Every odd-numbered year, the Texas Legislature convenes for a 140-day regular legislative session. Because the session is a flurry of activity, it is easy to forget about all the work that is done between sessions, called the interim, during the even-numbered years. The Speaker of the House and Lieutenant Governor task the committees of their respective chambers with studying a variety of issues of priority and public interest.

These tasks, termed “interim charges,” give a clue to which issues will be important for that committee in the next session. Advocacy organizations take the opportunity to educate the legislators on issues and submit recommendations for interim charges. For example, the Texas Public Health Coalition recommends the House Public Health Committee monitor implementation of House Bill 1848 related to communicable diseases in long-term care facilities.

Once interim charges are issued, the committee then examines the issue in accordance with their charge and writes a report, all of which are archived. The charges can be quite lengthy, and sometimes involve a joint charge between two committees. For example, the 85th legislative charges included a joint charge to the House Committee on Human Services and House Committee on Public Health, directing them to:

Analyze the prevalence of children involved with Child Protective Services (CPS) who have a mental illness and/or a substance use disorder. In addition, analyze the prevalence of children involved with CPS due to their guardian's substance abuse or because of an untreated mental illness. Identify methods to strengthen CPS processes and services, including efforts for family preservation; increasing the number of appropriate placements designed for children with high needs; and ensuring Texas Medicaid is providing access to appropriate and effective behavioral health services. (Joint charge with the House Committee on Public Health)

Nurses who followed the 86th legislative session will recognize that children with mental illness was a one of many legislative priorities. The House Committee on Public Health Interim Report, published in December 2018, informed legislators on key issues in advance of the 86th legislative session.

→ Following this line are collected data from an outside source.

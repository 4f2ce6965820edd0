//! Infrastructure layer - database connection and schema migrations.

mod db;
pub mod migrations;

pub use db::{Database, HealthCheck};
pub use migrations::Migrator;
//! Credential store: users and their role links.

use async_trait::async_trait;
use sea_orm::{
    AccessMode, ActiveModelTrait, ColumnTrait, ConnectionTrait, DatabaseConnection, EntityTrait,
    IsolationLevel, QueryFilter, Set, TransactionTrait,
};
use uuid::Uuid;

use super::entities::reservation::{self, Entity as ReservationEntity};
use super::entities::role::Entity as RoleEntity;
use super::entities::user::{self, ActiveModel, Entity as UserEntity};
use super::entities::user_role::{self, Entity as UserRoleEntity};
use super::{finish, is_unique_violation};
use common::{AppError, AppResult};
use domain::{normalize_email, NewUser, User, MSG_DUPLICATE_EMAIL};

#[cfg(any(test, feature = "test-utils"))]
use mockall::automock;

/// User repository trait for dependency injection.
///
/// Every returned [`User`] carries its complete role set. Email lookups are
/// case-insensitive.
#[cfg_attr(any(test, feature = "test-utils"), automock)]
#[async_trait]
pub trait UserRepository: Send + Sync {
    /// Find user by ID
    async fn find_by_id(&self, id: Uuid) -> AppResult<Option<User>>;

    /// Find user by email address
    async fn find_by_email(&self, email: &str) -> AppResult<Option<User>>;

    /// List all users ordered by name
    async fn list(&self) -> AppResult<Vec<User>>;

    /// Insert a user and link it to `new_user.role_ids`
    async fn create(&self, new_user: NewUser) -> AppResult<User>;

    /// Replace name and email
    async fn update(&self, id: Uuid, name: String, email: String) -> AppResult<User>;

    /// Link an existing role record to the user (no-op if already linked)
    async fn add_role(&self, id: Uuid, role_id: Uuid) -> AppResult<User>;

    /// Delete the user together with their reservations and role links
    async fn delete(&self, id: Uuid) -> AppResult<()>;
}

/// SeaORM implementation of [`UserRepository`].
pub struct UserStore {
    db: DatabaseConnection,
}

impl UserStore {
    /// Create new repository instance
    pub fn new(db: DatabaseConnection) -> Self {
        Self { db }
    }

    async fn load<C: ConnectionTrait>(conn: &C, id: Uuid) -> AppResult<Option<User>> {
        let found = UserEntity::find_by_id(id)
            .find_with_related(RoleEntity)
            .all(conn)
            .await?;

        Ok(found.into_iter().next().map(user::into_user))
    }
}

fn map_email_conflict(err: sea_orm::DbErr) -> AppError {
    if is_unique_violation(&err) {
        AppError::validation(MSG_DUPLICATE_EMAIL)
    } else {
        AppError::from(err)
    }
}

#[async_trait]
impl UserRepository for UserStore {
    async fn find_by_id(&self, id: Uuid) -> AppResult<Option<User>> {
        Self::load(&self.db, id).await
    }

    async fn find_by_email(&self, email: &str) -> AppResult<Option<User>> {
        let found = UserEntity::find()
            .filter(user::Column::Email.eq(normalize_email(email)))
            .find_with_related(RoleEntity)
            .all(&self.db)
            .await?;

        Ok(found.into_iter().next().map(user::into_user))
    }

    async fn list(&self) -> AppResult<Vec<User>> {
        let rows = UserEntity::find()
            .find_with_related(RoleEntity)
            .all(&self.db)
            .await?;

        let mut users: Vec<User> = rows.into_iter().map(user::into_user).collect();
        users.sort_by(|a, b| a.name.cmp(&b.name).then_with(|| a.email.cmp(&b.email)));
        Ok(users)
    }

    async fn create(&self, new_user: NewUser) -> AppResult<User> {
        let now = chrono::Utc::now();
        let id = Uuid::new_v4();

        let txn = self.db.begin().await?;
        let conn = &txn;
        let result: AppResult<User> = async move {
            ActiveModel {
                id: Set(id),
                name: Set(new_user.name),
                email: Set(normalize_email(&new_user.email)),
                password_hash: Set(new_user.password_hash),
                created_at: Set(now),
                updated_at: Set(now),
            }
            .insert(conn)
            .await
            .map_err(map_email_conflict)?;

            for role_id in new_user.role_ids {
                user_role::ActiveModel {
                    user_id: Set(id),
                    role_id: Set(role_id),
                }
                .insert(conn)
                .await?;
            }

            Self::load(conn, id).await?.ok_or_else(|| {
                AppError::internal("User disappeared inside its creating transaction")
            })
        }
        .await;

        finish(txn, result).await
    }

    async fn update(&self, id: Uuid, name: String, email: String) -> AppResult<User> {
        let model = UserEntity::find_by_id(id)
            .one(&self.db)
            .await?
            .ok_or(AppError::NotFound)?;

        let mut active: ActiveModel = model.into();
        active.name = Set(name);
        active.email = Set(normalize_email(&email));
        active.updated_at = Set(chrono::Utc::now());
        active.update(&self.db).await.map_err(map_email_conflict)?;

        Self::load(&self.db, id).await?.ok_or(AppError::NotFound)
    }

    async fn add_role(&self, id: Uuid, role_id: Uuid) -> AppResult<User> {
        let user = Self::load(&self.db, id).await?.ok_or(AppError::NotFound)?;

        let linked = UserRoleEntity::find_by_id((id, role_id))
            .one(&self.db)
            .await?
            .is_some();
        if linked {
            return Ok(user);
        }

        user_role::ActiveModel {
            user_id: Set(id),
            role_id: Set(role_id),
        }
        .insert(&self.db)
        .await?;

        Self::load(&self.db, id).await?.ok_or(AppError::NotFound)
    }

    async fn delete(&self, id: Uuid) -> AppResult<()> {
        let txn = self
            .db
            .begin_with_config(
                Some(IsolationLevel::ReadCommitted),
                Some(AccessMode::ReadWrite),
            )
            .await?;

        let conn = &txn;
        let result: AppResult<()> = async move {
            let removed = ReservationEntity::delete_many()
                .filter(reservation::Column::UserId.eq(id))
                .exec(conn)
                .await?;

            UserRoleEntity::delete_many()
                .filter(user_role::Column::UserId.eq(id))
                .exec(conn)
                .await?;

            let deleted = UserEntity::delete_by_id(id).exec(conn).await?;
            if deleted.rows_affected == 0 {
                return Err(AppError::NotFound);
            }

            tracing::info!(
                user_id = %id,
                reservations = removed.rows_affected,
                "Deleted user and owned reservations"
            );
            Ok(())
        }
        .await;

        finish(txn, result).await
    }
}
//! Errors raised by the booking rules themselves.

use thiserror::Error;

#[derive(Error, Debug, Clone, PartialEq, Eq)]
pub enum DomainError {
    /// Rule violation; the message is shown to the user as is
    #[error("{0}")]
    Validation(String),

    /// Password too short or unusable
    #[error("Password error: {0}")]
    Password(String),

    /// Hashing backend failure
    #[error("Internal error: {0}")]
    Internal(String),
}

impl DomainError {
    pub fn validation(msg: impl Into<String>) -> Self {
        DomainError::Validation(msg.into())
    }

    pub fn password(msg: impl Into<String>) -> Self {
        DomainError::Password(msg.into())
    }

    pub fn internal(msg: impl Into<String>) -> Self {
        DomainError::Internal(msg.into())
    }
}

pub type DomainResult<T> = Result<T, DomainError>;
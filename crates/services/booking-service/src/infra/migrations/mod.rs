//! Database migrations.
//!
//! Migration names follow the pattern: m{YYYYMMDD}_{NNNNNN}_{description}

use sea_orm_migration::prelude::*;

mod m20240101_000001_create_users_and_roles;
mod m20240101_000002_create_reservations;
mod m20240102_000001_add_reservation_slot_unique;

pub struct Migrator;

#[async_trait::async_trait]
impl MigratorTrait for Migrator {
    fn migrations() -> Vec<Box<dyn MigrationTrait>> {
        vec![
            Box::new(m20240101_000001_create_users_and_roles::Migration),
            Box::new(m20240101_000002_create_reservations::Migration),
            Box::new(m20240102_000001_add_reservation_slot_unique::Migration),
        ]
    }
}
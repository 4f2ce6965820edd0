//! Service container - central access to the booking managers.

use std::sync::Arc;

use sea_orm::DatabaseConnection;

use super::{
    ReservationManager, ReservationService, SlotAvailability, SlotService, UserManager,
    UserService,
};
use crate::config::{BookingServiceConfig, SlotConfig};
use crate::repository::{
    ReservationRepository, ReservationStore, RoleRepository, RoleStore, UserRepository, UserStore,
};
use common::AppResult;

/// Service container trait for dependency injection.
pub trait ServiceContainer: Send + Sync {
    fn users(&self) -> Arc<dyn UserService>;

    fn reservations(&self) -> Arc<dyn ReservationService>;

    fn slots(&self) -> Arc<dyn SlotService>;
}

/// Concrete implementation of [`ServiceContainer`].
#[derive(Clone)]
pub struct Services {
    user_service: Arc<dyn UserService>,
    reservation_service: Arc<dyn ReservationService>,
    slot_service: Arc<dyn SlotService>,
}

impl Services {
    pub fn new(
        user_service: Arc<dyn UserService>,
        reservation_service: Arc<dyn ReservationService>,
        slot_service: Arc<dyn SlotService>,
    ) -> Self {
        Self {
            user_service,
            reservation_service,
            slot_service,
        }
    }

    /// Wire the stores and managers over one connection pool.
    pub fn from_connection(
        db: DatabaseConnection,
        config: &BookingServiceConfig,
    ) -> AppResult<Self> {
        Self::from_repositories(
            Arc::new(UserStore::new(db.clone())),
            Arc::new(RoleStore::new(db.clone())),
            Arc::new(ReservationStore::new(db)),
            &config.slots,
        )
    }

    /// Wire the managers over any repository implementations.
    pub fn from_repositories(
        users: Arc<dyn UserRepository>,
        roles: Arc<dyn RoleRepository>,
        reservations: Arc<dyn ReservationRepository>,
        slots: &SlotConfig,
    ) -> AppResult<Self> {
        let grid = slots.grid()?;
        let policy = slots.blocking;

        Ok(Self {
            user_service: Arc::new(UserManager::new(users.clone(), roles)),
            reservation_service: Arc::new(ReservationManager::new(
                users,
                reservations.clone(),
                policy,
            )),
            slot_service: Arc::new(SlotAvailability::new(reservations, grid, policy)),
        })
    }
}

impl ServiceContainer for Services {
    fn users(&self) -> Arc<dyn UserService> {
        self.user_service.clone()
    }

    fn reservations(&self) -> Arc<dyn ReservationService> {
        self.reservation_service.clone()
    }

    fn slots(&self) -> Arc<dyn SlotService> {
        self.slot_service.clone()
    }
}
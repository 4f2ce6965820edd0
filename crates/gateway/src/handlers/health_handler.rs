//! Health check handlers.

use axum::{
    extract::State,
    http::StatusCode,
    response::{IntoResponse, Json, Response},
    routing::get,
    Router,
};
use serde::Serialize;
use utoipa::ToSchema;

use crate::state::AppState;

/// Health check response.
#[derive(Debug, Serialize, ToSchema)]
pub struct HealthResponse {
    #[schema(example = "healthy")]
    pub status: String,
    pub services: ServiceStatus,
}

/// Individual service status.
#[derive(Debug, Serialize, ToSchema)]
pub struct ServiceStatus {
    pub database: ServiceHealth,
}

/// Service health with optional error message.
#[derive(Debug, Serialize, ToSchema)]
pub struct ServiceHealth {
    pub status: String,
    #[serde(skip_serializing_if = "Option::is_none")]
    pub error: Option<String>,
}

/// Create health routes.
pub fn health_routes() -> Router<AppState> {
    Router::new().route("/health", get(health_check))
}

/// Health check endpoint - verifies database connectivity.
#[utoipa::path(
    get,
    path = "/health",
    tag = "Health",
    responses(
        (status = 200, description = "All dependencies reachable", body = HealthResponse),
        (status = 503, description = "A dependency is unreachable", body = HealthResponse)
    )
)]
pub async fn health_check(State(state): State<AppState>) -> Response {
    let database = match state.health.ping().await {
        Ok(()) => ServiceHealth {
            status: "healthy".to_string(),
            error: None,
        },
        Err(e) => ServiceHealth {
            status: "unhealthy".to_string(),
            error: Some(e.to_string()),
        },
    };

    let healthy = database.error.is_none();

    let response = HealthResponse {
        status: if healthy { "healthy" } else { "degraded" }.to_string(),
        services: ServiceStatus { database },
    };

    if healthy {
        (StatusCode::OK, Json(response)).into_response()
    } else {
        (StatusCode::SERVICE_UNAVAILABLE, Json(response)).into_response()
    }
}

Each interim report includes an executive summary which summarizes the findings on an issue. For example, the charge above was summarized in the report as:

Regarding Charge 6, related to the prevalence of children involved with Child Protective Services (CPS) due to the child having a mental illness and/or a substance use disorder or due to the child's guardian having a substance abuse disorder or an untreated mental illness, the Department of Family Protective Services (DFPS) reports that risk factors such as substance abuse, mental health concerns, and domestic violence are common factors in confirmed child abuse and neglect fatalities. Efforts by the state emphasize family preservation programs, including specialty courts and family-based services.

The full report includes detailed information on each charge with background on the issue, statistics, challenges and recommendations.

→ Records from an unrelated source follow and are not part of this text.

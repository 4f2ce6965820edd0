//! Landing, login, registration and logout handlers.

use axum::{
    extract::{Query, State},
    response::{Json, Redirect},
    routing::{get, post},
    Extension, Form, Router,
};
use axum_extra::extract::cookie::{Cookie, CookieJar, SameSite};

use common::AppResult;
use domain::{Principal, Registration};

use super::forms::{FlashQuery, LoginForm, LoginQuery, RegisterForm};
use super::views::{HomeView, LoginView, RegisterView};
use crate::access::{AccessGate, HOME_PATH};
use crate::config::GatewayConfig;
use crate::extractors::ValidatedForm;
use crate::state::AppState;

/// Create auth routes
pub fn auth_routes() -> Router<AppState> {
    Router::new()
        .route("/", get(index))
        .route("/index", get(index))
        .route("/login", get(login_page).post(login))
        .route("/register", get(register_page))
        .route("/register/save", post(register))
        .route("/logout", get(logout).post(logout))
}

fn session_cookie(config: &GatewayConfig, token: String) -> Cookie<'static> {
    Cookie::build((config.cookie_name.clone(), token))
        .path("/")
        .http_only(true)
        .same_site(SameSite::Lax)
        .secure(config.cookie_secure)
        .build()
}

/// Landing page
#[utoipa::path(
    get,
    path = "/index",
    tag = "Pages",
    responses(
        (status = 200, description = "Landing page", body = HomeView)
    )
)]
pub async fn index(principal: Option<Extension<Principal>>) -> Json<HomeView> {
    let principal = principal.map(|Extension(principal)| principal);
    Json(HomeView::for_caller(principal.as_ref()))
}

/// Login page
#[utoipa::path(
    get,
    path = "/login",
    tag = "Authentication",
    params(LoginQuery),
    responses(
        (status = 200, description = "Login page", body = LoginView)
    )
)]
pub async fn login_page(Query(query): Query<LoginQuery>) -> Json<LoginView> {
    Json(LoginView {
        error: query.error.is_some(),
        logout: query.logout.is_some(),
    })
}

/// Authenticate and start a session
#[utoipa::path(
    post,
    path = "/login",
    tag = "Authentication",
    request_body(content = LoginForm, content_type = "application/x-www-form-urlencoded"),
    responses(
        (status = 303, description = "Logged in, redirected to the landing area; or back to /login?error")
    )
)]
pub async fn login(
    State(state): State<AppState>,
    jar: CookieJar,
    Form(form): Form<LoginForm>,
) -> AppResult<(CookieJar, Redirect)> {
    match state.auth.login(&form.email, &form.password).await {
        Ok(session) => {
            let landing = AccessGate::landing_for(&session.principal);
            tracing::info!(user_id = %session.principal.user_id, landing, "User logged in");
            let cookie = session_cookie(&state.config, session.token);
            Ok((jar.add(cookie), Redirect::to(landing)))
        }
        Err(e) if e.is_authentication_failure() => {
            tracing::warn!(email = %form.email, "Login rejected");
            Ok((jar, Redirect::to("/login?error")))
        }
        Err(e) => Err(e),
    }
}

/// Registration page
#[utoipa::path(
    get,
    path = "/register",
    tag = "Authentication",
    params(FlashQuery),
    responses(
        (status = 200, description = "Registration page", body = RegisterView)
    )
)]
pub async fn register_page(Query(query): Query<FlashQuery>) -> Json<RegisterView> {
    Json(RegisterView {
        success: query.success.is_some(),
    })
}

/// Create an account with the USER role
#[utoipa::path(
    post,
    path = "/register/save",
    tag = "Authentication",
    request_body(content = RegisterForm, content_type = "application/x-www-form-urlencoded"),
    responses(
        (status = 303, description = "Registered, redirected to /register?success"),
        (status = 400, description = "Validation error or duplicate email")
    )
)]
pub async fn register(
    State(state): State<AppState>,
    ValidatedForm(form): ValidatedForm<RegisterForm>,
) -> AppResult<Redirect> {
    let user = state
        .services
        .users()
        .register(Registration::from(form))
        .await?;

    tracing::info!(user_id = %user.id, "User registered");
    Ok(Redirect::to("/register?success"))
}

/// End the session
#[utoipa::path(
    post,
    path = "/logout",
    tag = "Authentication",
    responses(
        (status = 303, description = "Session cookie cleared, redirected to /index")
    )
)]
pub async fn logout(State(state): State<AppState>, jar: CookieJar) -> (CookieJar, Redirect) {
    let cookie = Cookie::build((state.config.cookie_name.clone(), "")).path("/");
    (jar.remove(cookie), Redirect::to(HOME_PATH))
}
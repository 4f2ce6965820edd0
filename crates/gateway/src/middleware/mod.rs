//! Middleware for sessions and access control.

mod session;

pub use session::{access_gate_middleware, session_middleware};
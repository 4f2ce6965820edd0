//! Domain-level constants.
//!
//! These constants define business rules and user-facing messages.

// =============================================================================
// Roles
// =============================================================================

/// Stored name of the default role
pub const ROLE_NAME_USER: &str = "USER";

/// Stored name of the administrator role
pub const ROLE_NAME_ADMIN: &str = "ADMIN";

/// Authority token granted by the default role
pub const AUTHORITY_USER: &str = "ROLE_USER";

/// Authority token granted by the administrator role
pub const AUTHORITY_ADMIN: &str = "ROLE_ADMIN";

// =============================================================================
// Validation
// =============================================================================

/// Minimum password length requirement
pub const MIN_PASSWORD_LENGTH: usize = 1;

/// Maximum length of a facility title
pub const MAX_TITLE_LENGTH: usize = 255;

pub const MSG_START_BEFORE_END: &str = "Start time must be before end time.";

pub const MSG_DUPLICATE_EMAIL: &str = "An account with this email already exists.";

pub const MSG_SLOT_TAKEN: &str = "The selected time slot is already booked.";

pub const MSG_TITLE_REQUIRED: &str = "Facility title is required.";

// =============================================================================
// Booking window
// =============================================================================

/// First bookable hour of the day
pub const DEFAULT_DAY_START_HOUR: u32 = 8;

/// Hour at which the booking window closes (exclusive)
pub const DEFAULT_DAY_END_HOUR: u32 = 20;

/// Length of one slot in minutes
pub const DEFAULT_SLOT_MINUTES: u32 = 30;

/// Slot label format (zero-padded `HH:MM`)
pub const SLOT_LABEL_FORMAT: &str = "%H:%M";

// =============================================================================
// Authentication
// =============================================================================

/// Default session lifetime in hours
pub const DEFAULT_SESSION_EXPIRATION_HOURS: i64 = 24;

/// Longest accepted session lifetime in hours (one year)
pub const MAX_SESSION_EXPIRATION_HOURS: i64 = 24 * 366;

/// Minimum JWT secret length (security requirement)
pub const MIN_JWT_SECRET_LENGTH: usize = 32;

/// Seconds per hour (for token expiration calculation)
pub const SECONDS_PER_HOUR: i64 = 3600;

Sometimes nurses ask how they can get involved in an issue they care about. The first step is to know who else is working on that issue and what efforts are already underway. These interim reports provide a window into who is involved with an issue because the report includes a summary of the hearing and who was invited to testify (recognized state leaders on the issue) and the public is also invited to comment. All witnesses who testified are listed in the interim report, providing a starting place for the nurse to make connections.

For example, in summer 2018, an opportunity arose for nursing to give input on House Public Health Committee Charge 5 related to population health and care delivery in rural and underserved areas, telemedicine and rural hospital challenges. Certified Nurse Midwife Erin Biscone (D9) provided public testimony at the hearing on June 28, 2018, speaking on improving access to care through full practice authority for APRNs. Archived video of the interim committee hearings are available online. (Erin’s testimony starts at 4:25.)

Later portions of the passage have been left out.